Cuban Government Insists the Pause in the Granting of Private Work Licenses Will Be Short

A private fruit and vegetable cart of the type that will no longer be licensed.

14ymedio biggerEFE/14ymedio, Havana/Miami, 8 August 2017 — The government said Monday that it will not extend “for a very long period” the recent discontinuance of new licenses to open private restaurants and rent rooms to tourists, a measure greeted with concern in the self-employment sector.

The Deputy Minister of Labor and Social Security, Marta Elena Feitó said yesterday, almost a week after the new measures to regulate self-employment were announced, that the brake on licenses will continue for as long as “the approval process of the legal norms that will underlie this policy.”

When the new measures were announced, which, according to the Government, seek to curb irregularities in the private sector, the government said that the suspension of licenses would be maintained until “the system was perfected,” an explanation that caused uncertainty in the autonomous sector, which now includes more than half a million workers.

“We are not talking about a very long period of time, we are not talking about years, we are talking about a normal process of work for the approval of these rules,” state television said.

Regarding the permanent suspension of five types of license, such as for traditional carters, the paper explained that this is a “continuity measure,” since no permits have been granted for these activities for more than a year.

Feitó insisted that people who already have a license for self-employment can continue to exercise it, while the permits that were already in process (about 1,600) will continue the process for their eventual issuance.

She also highlighted the grouping of related activities under a single license, as in the case of professions related to cosmetic services, and mentioned the creation of two new licenses: “bar service and entertainment” (hitherto included in the license for restaurants) and “baker-confectioner.”
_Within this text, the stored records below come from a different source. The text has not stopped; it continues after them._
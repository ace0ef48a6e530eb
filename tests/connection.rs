use bluemgmt::{
    ConnectionConfig, ErrorKind, Event, EventCode, EventFilter, Listener, Opcode, Status, INDEX_NONE,
};
use futures::StreamExt;
use std::time::{Duration, Instant};
use tokio::sync::mpsc;

mod common;
use common::{pair, short_timeout};

#[tokio::test]
async fn command_complete_resolves() {
    let (conn, kernel) = pair(ConnectionConfig::default());
    let task = tokio::spawn({
        let conn = conn.clone();
        async move { conn.run_command(0, Opcode::SetPowered, &[0x01]).await }
    });

    let cmd = kernel.recv().await;
    assert_eq!(cmd.opcode, 0x05);
    assert_eq!(cmd.index, 0);
    assert_eq!(cmd.params, vec![0x01]);

    kernel.complete(0, Opcode::SetPowered, 0x00, &[0x01, 0x00, 0x00, 0x00]).await;
    assert_eq!(task.await.unwrap().unwrap(), vec![0x01, 0x00, 0x00, 0x00]);
}

#[tokio::test]
async fn no_controller_index_is_sent_unchanged() {
    let (conn, kernel) = pair(ConnectionConfig::default());
    let task = tokio::spawn({
        let conn = conn.clone();
        async move { conn.run_command(INDEX_NONE, Opcode::ReadVersion, &[]).await }
    });

    let cmd = kernel.answer(&[0x01, 0x16, 0x00]).await;
    assert_eq!(cmd.index, 0xffff);
    assert_eq!(task.await.unwrap().unwrap(), vec![0x01, 0x16, 0x00]);
}

#[tokio::test]
async fn other_controller_does_not_resolve() {
    let (conn, kernel) = pair(short_timeout(300));
    let task = tokio::spawn({
        let conn = conn.clone();
        async move { conn.run_command(0, Opcode::SetPowered, &[0x01]).await }
    });

    kernel.recv().await;
    kernel.complete(1, Opcode::SetPowered, 0x00, &[0x01, 0x00, 0x00, 0x00]).await;
    kernel.complete(0, Opcode::SetConnectable, 0x00, &[0x01, 0x00, 0x00, 0x00]).await;

    let err = task.await.unwrap().unwrap_err();
    assert_eq!(err.kind, ErrorKind::Timeout);
}

#[tokio::test]
async fn command_status_reports_error() {
    let (conn, kernel) = pair(ConnectionConfig::default());
    let task = tokio::spawn({
        let conn = conn.clone();
        async move { conn.run_command(0, Opcode::SetDiscoverable, &[0x01, 0x00, 0x00]).await }
    });

    kernel.recv().await;
    kernel.status(0, Opcode::SetDiscoverable, Status::NotPowered.code()).await;

    let err = task.await.unwrap().unwrap_err();
    assert_eq!(err.kind, ErrorKind::Status(Status::NotPowered));
}

#[tokio::test]
async fn command_status_success_has_empty_result() {
    let (conn, kernel) = pair(ConnectionConfig::default());
    let task = tokio::spawn({
        let conn = conn.clone();
        async move { conn.run_command(0, Opcode::StartDiscovery, &[0x07]).await }
    });

    kernel.recv().await;
    kernel.status(0, Opcode::StartDiscovery, 0x00).await;
    assert!(task.await.unwrap().unwrap().is_empty());
}

#[tokio::test]
async fn unknown_status_is_reported() {
    let (conn, kernel) = pair(ConnectionConfig::default());
    let task = tokio::spawn({
        let conn = conn.clone();
        async move { conn.run_command(0, Opcode::SetBondable, &[0x01]).await }
    });

    kernel.recv().await;
    kernel.complete(0, Opcode::SetBondable, 0x99, &[]).await;

    let err = task.await.unwrap().unwrap_err();
    assert_eq!(err.kind, ErrorKind::UnknownStatus(0x99));
}

#[tokio::test]
async fn unanswered_command_times_out_after_bound() {
    let (conn, kernel) = pair(short_timeout(200));

    let start = Instant::now();
    let err = conn.run_command(0, Opcode::SetPowered, &[0x01]).await.unwrap_err();
    let elapsed = start.elapsed();

    assert_eq!(err.kind, ErrorKind::Timeout);
    assert!(elapsed >= Duration::from_millis(200), "timed out early after {elapsed:?}");
    assert!(elapsed < Duration::from_millis(1500), "timed out late after {elapsed:?}");
    assert!(kernel.try_recv(Duration::from_millis(10)).await.is_some());
}

#[tokio::test]
async fn late_result_after_timeout_is_ignored() {
    let (conn, kernel) = pair(short_timeout(100));

    let err = conn.run_command(0, Opcode::SetPowered, &[0x01]).await.unwrap_err();
    assert_eq!(err.kind, ErrorKind::Timeout);
    kernel.recv().await;

    let mut results = conn.events(EventFilter::all().code(EventCode::CommandComplete)).await.unwrap();
    kernel.complete(0, Opcode::SetPowered, 0x00, &[0x00, 0x00, 0x00, 0x00]).await;
    tokio::time::timeout(Duration::from_secs(2), results.next()).await.unwrap().unwrap();

    let task = tokio::spawn({
        let conn = conn.clone();
        async move { conn.run_command(0, Opcode::SetPowered, &[0x01]).await }
    });
    kernel.answer(&[0x01, 0x00, 0x00, 0x00]).await;
    assert_eq!(task.await.unwrap().unwrap(), vec![0x01, 0x00, 0x00, 0x00]);
}

#[tokio::test]
async fn close_fails_all_pending_commands_promptly() {
    let (conn, kernel) = pair(ConnectionConfig::default());
    let opcodes = [Opcode::SetPowered, Opcode::SetConnectable, Opcode::SetBondable, Opcode::SetLowEnergy];

    let tasks: Vec<_> = opcodes
        .iter()
        .map(|&opcode| {
            let conn = conn.clone();
            tokio::spawn(async move { conn.run_command(0, opcode, &[0x01]).await })
        })
        .collect();
    for _ in 0..opcodes.len() {
        kernel.recv().await;
    }

    let start = Instant::now();
    conn.close().unwrap();
    for task in tasks {
        let res = tokio::time::timeout(Duration::from_secs(2), task).await.unwrap().unwrap();
        assert_eq!(res.unwrap_err().kind, ErrorKind::Closed);
    }
    assert!(start.elapsed() < Duration::from_secs(2));
    assert!(conn.is_closed());
}

#[tokio::test]
async fn closed_connection_fails_fast() {
    let (conn, kernel) = pair(ConnectionConfig::default());
    conn.close().unwrap();
    conn.close().unwrap();

    let err = tokio::time::timeout(Duration::from_millis(500), conn.run_command(0, Opcode::SetPowered, &[1]))
        .await
        .unwrap()
        .unwrap_err();
    assert_eq!(err.kind, ErrorKind::Closed);
    assert!(conn.events(EventFilter::all()).await.is_err());
    assert!(kernel.try_recv(Duration::from_millis(50)).await.is_none());
}

#[tokio::test]
async fn malformed_frame_does_not_stop_dispatch() {
    let (conn, kernel) = pair(ConnectionConfig::default());
    let task = tokio::spawn({
        let conn = conn.clone();
        async move { conn.run_command(0, Opcode::SetPowered, &[0x01]).await }
    });

    kernel.recv().await;
    kernel.complete(0, Opcode::SetPowered, 0x00, &[0x01, 0x00, 0x00, 0x00]).await;
    kernel.send_raw(&[0x01, 0x00, 0x00]).await;
    kernel.send_raw(&[0x01, 0x00, 0x00, 0x00, 0x20, 0x00, 0x05, 0x00]).await;
    assert_eq!(task.await.unwrap().unwrap(), vec![0x01, 0x00, 0x00, 0x00]);

    let task = tokio::spawn({
        let conn = conn.clone();
        async move { conn.run_command(0, Opcode::SetConnectable, &[0x01]).await }
    });
    kernel.answer(&[0x03, 0x00, 0x00, 0x00]).await;
    assert_eq!(task.await.unwrap().unwrap(), vec![0x03, 0x00, 0x00, 0x00]);
    assert!(!conn.is_closed());
}

#[tokio::test]
async fn peer_close_closes_connection() {
    let (conn, kernel) = pair(ConnectionConfig::default());
    drop(kernel);

    tokio::time::timeout(Duration::from_secs(2), conn.closed()).await.unwrap();
    assert!(conn.is_closed());
    let err = conn.run_command(0, Opcode::SetPowered, &[0x01]).await.unwrap_err();
    assert_eq!(err.kind, ErrorKind::Closed);
}

#[tokio::test]
async fn same_opcode_commands_are_serialized() {
    let (conn, kernel) = pair(ConnectionConfig::default());
    let tasks: Vec<_> = [0x01u8, 0x00]
        .into_iter()
        .map(|value| {
            let conn = conn.clone();
            tokio::spawn(async move { conn.run_command(0, Opcode::SetPowered, &[value]).await })
        })
        .collect();

    let first = kernel.recv().await;
    assert!(kernel.try_recv(Duration::from_millis(150)).await.is_none());
    kernel.complete(0, Opcode::SetPowered, 0x00, &[first.params[0], 0x00, 0x00, 0x00]).await;

    let second = kernel.recv().await;
    assert_ne!(first.params, second.params);
    kernel.complete(0, Opcode::SetPowered, 0x00, &[second.params[0], 0x00, 0x00, 0x00]).await;

    for task in tasks {
        task.await.unwrap().unwrap();
    }
}

#[tokio::test]
async fn different_controllers_run_concurrently() {
    let (conn, kernel) = pair(ConnectionConfig::default());
    let powered = tokio::spawn({
        let conn = conn.clone();
        async move { conn.run_command(0, Opcode::SetPowered, &[0x01]).await }
    });
    let other_index = tokio::spawn({
        let conn = conn.clone();
        async move { conn.run_command(1, Opcode::SetPowered, &[0x01]).await }
    });

    let a = kernel.recv().await;
    let b = kernel.recv().await;
    assert_ne!(a.index, b.index);

    kernel.complete(1, Opcode::SetPowered, 0x00, &[0x00, 0x00, 0x00, 0x00]).await;
    kernel.complete(0, Opcode::SetPowered, 0x00, &[0x01, 0x00, 0x00, 0x00]).await;
    assert_eq!(powered.await.unwrap().unwrap(), vec![0x01, 0x00, 0x00, 0x00]);
    assert_eq!(other_index.await.unwrap().unwrap(), vec![0x00, 0x00, 0x00, 0x00]);
}

#[tokio::test]
async fn event_subscription() {
    let (conn, kernel) = pair(ConnectionConfig::default());
    let mut events = conn.events(EventFilter::all().code(EventCode::NewSettings).index(0)).await.unwrap();

    kernel.send(EventCode::IndexAdded, 0, &[]).await;
    kernel.send(EventCode::NewSettings, 1, &[0x01, 0x00, 0x00, 0x00]).await;
    kernel.send(EventCode::NewSettings, 0, &[0x03, 0x00, 0x00, 0x00]).await;

    let event = tokio::time::timeout(Duration::from_secs(2), events.next()).await.unwrap().unwrap();
    assert_eq!(event.index(), 0);
    let settings = event.new_settings().unwrap();
    assert!(settings.powered && settings.connectable);
    assert!(!settings.discoverable);

    conn.close().unwrap();
    assert!(tokio::time::timeout(Duration::from_secs(2), events.next()).await.unwrap().is_none());
}

#[tokio::test]
async fn subscription_sees_command_results() {
    let (conn, kernel) = pair(ConnectionConfig::default());
    let mut events = conn.events(EventFilter::all()).await.unwrap();
    let task = tokio::spawn({
        let conn = conn.clone();
        async move { conn.run_command(0, Opcode::SetPowered, &[0x01]).await }
    });
    kernel.answer(&[0x01, 0x00, 0x00, 0x00]).await;
    task.await.unwrap().unwrap();

    let event = tokio::time::timeout(Duration::from_secs(2), events.next()).await.unwrap().unwrap();
    assert_eq!(event.event_code(), Some(EventCode::CommandComplete));
}

struct Forward {
    tx: mpsc::UnboundedSender<Event>,
}

impl Listener for Forward {
    fn filter(&mut self, event: &Event) -> bool {
        event.event_code() == Some(EventCode::DeviceFound)
    }

    fn handle(&mut self, event: &Event) -> bool {
        let _ = self.tx.send(event.clone());
        false
    }
}

#[tokio::test]
async fn custom_listener_add_and_remove() {
    let (conn, kernel) = pair(ConnectionConfig::default());
    let (tx, mut rx) = mpsc::unbounded_channel();
    let id = conn.add_listener(Forward { tx }).await.unwrap();

    kernel.send(EventCode::DeviceFound, 0, &[0xaa]).await;
    kernel.send(EventCode::Discovering, 0, &[0x07, 0x01]).await;
    let event = tokio::time::timeout(Duration::from_secs(2), rx.recv()).await.unwrap().unwrap();
    assert_eq!(event.payload(), &[0xaa]);

    conn.remove_listener(id);
    let mut all = conn.events(EventFilter::all().code(EventCode::DeviceFound)).await.unwrap();
    kernel.send(EventCode::DeviceFound, 0, &[0xbb]).await;
    let event = tokio::time::timeout(Duration::from_secs(2), all.next()).await.unwrap().unwrap();
    assert_eq!(event.payload(), &[0xbb]);
    assert!(rx.try_recv().is_err());
}

#[tokio::test]
async fn dropping_last_handle_closes_socket() {
    let (conn, kernel) = pair(ConnectionConfig::default());
    drop(conn);

    let mut buf = [0; 16];
    let n = tokio::time::timeout(Duration::from_secs(2), kernel.socket.read(&mut buf)).await.unwrap().unwrap();
    assert_eq!(n, 0);
}

#[tokio::test]
async fn queued_commands_time_out_within_one_bound() {
    let (conn, kernel) = pair(short_timeout(300));
    let start = Instant::now();
    let tasks: Vec<_> = (0..4)
        .map(|_| {
            let conn = conn.clone();
            tokio::spawn(async move { conn.run_command(0, Opcode::SetPowered, &[0x01]).await })
        })
        .collect();

    for task in tasks {
        let err = task.await.unwrap().unwrap_err();
        assert_eq!(err.kind, ErrorKind::Timeout);
    }
    let elapsed = start.elapsed();
    assert!(elapsed < Duration::from_millis(550), "queued commands timed out after {elapsed:?}");
    assert!(kernel.try_recv(Duration::from_millis(10)).await.is_some());
}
On the other hand, the Ministry of Finance and Prices (MFP) of Cuba published a press release on the sudden closure of the Scenius cooperative, specializing in economic, accounting and tax advice. The Government attributes the drastic measure to repeated violations of the “approved social scope” without specifying the violations.

The government’s action came after the independent magazine El Toque reported the situation of Scenius workers, who say they will defend their work “through administrative and political channels.”

“This is an internal process between the Ministry of Finance and the Scenius Cooperative and it is the responsibility of the Board of Directors of the Cooperative to carry out the discussion process with the partners and to apply what is established in the legislation for such purposes,” said a note published in the official MFP portal.

The Ministry points out that the cooperative, which “is not the most important in the country,” nor the only cooperative that provides similar services, and exhorts its managers, “who have been disseminating information” — referring to the contacts they have had with the independent press — to act with “responsibility and transparency” with the members of the non-agricultural cooperative.

“As set out in Decree-Law No. 305 of 2012, the Cooperative is dissolved if it is in breach of the purposes and principles that underpinned its constitution, and this is within the power of the body that approved it,” the official statement said.

Alfonso Larrea Barroso, a lawyer by profession and commercial director of the cooperative, told 14ymedio that they have hired a lawyer to appeal the decision of the Ministry of Finance and Prices.

Larrea regretted not only the end of the project but the fact that more than 320 people will be out of work after the closure. In Cuba there are 431 cooperatives of this type, a type of organization that the rigid system of socialist planning of the island, set up along Soviet lines, authorized to boost the economy. In his recent speech in front of the National Assembly, Cuban President Raúl Castro attacked this form of management.

“We decided to set up the cooperatives, we tried with some and immediately we launched ourselves to set up dozens,” the ruler added.

The Scenius cooperative, created in 2014, was responsible for evaluating the quality of the accounting records of several state-owned companies and was involved in the preparation and execution of economic plans, the execution of investment budgets and the management of collections or payments.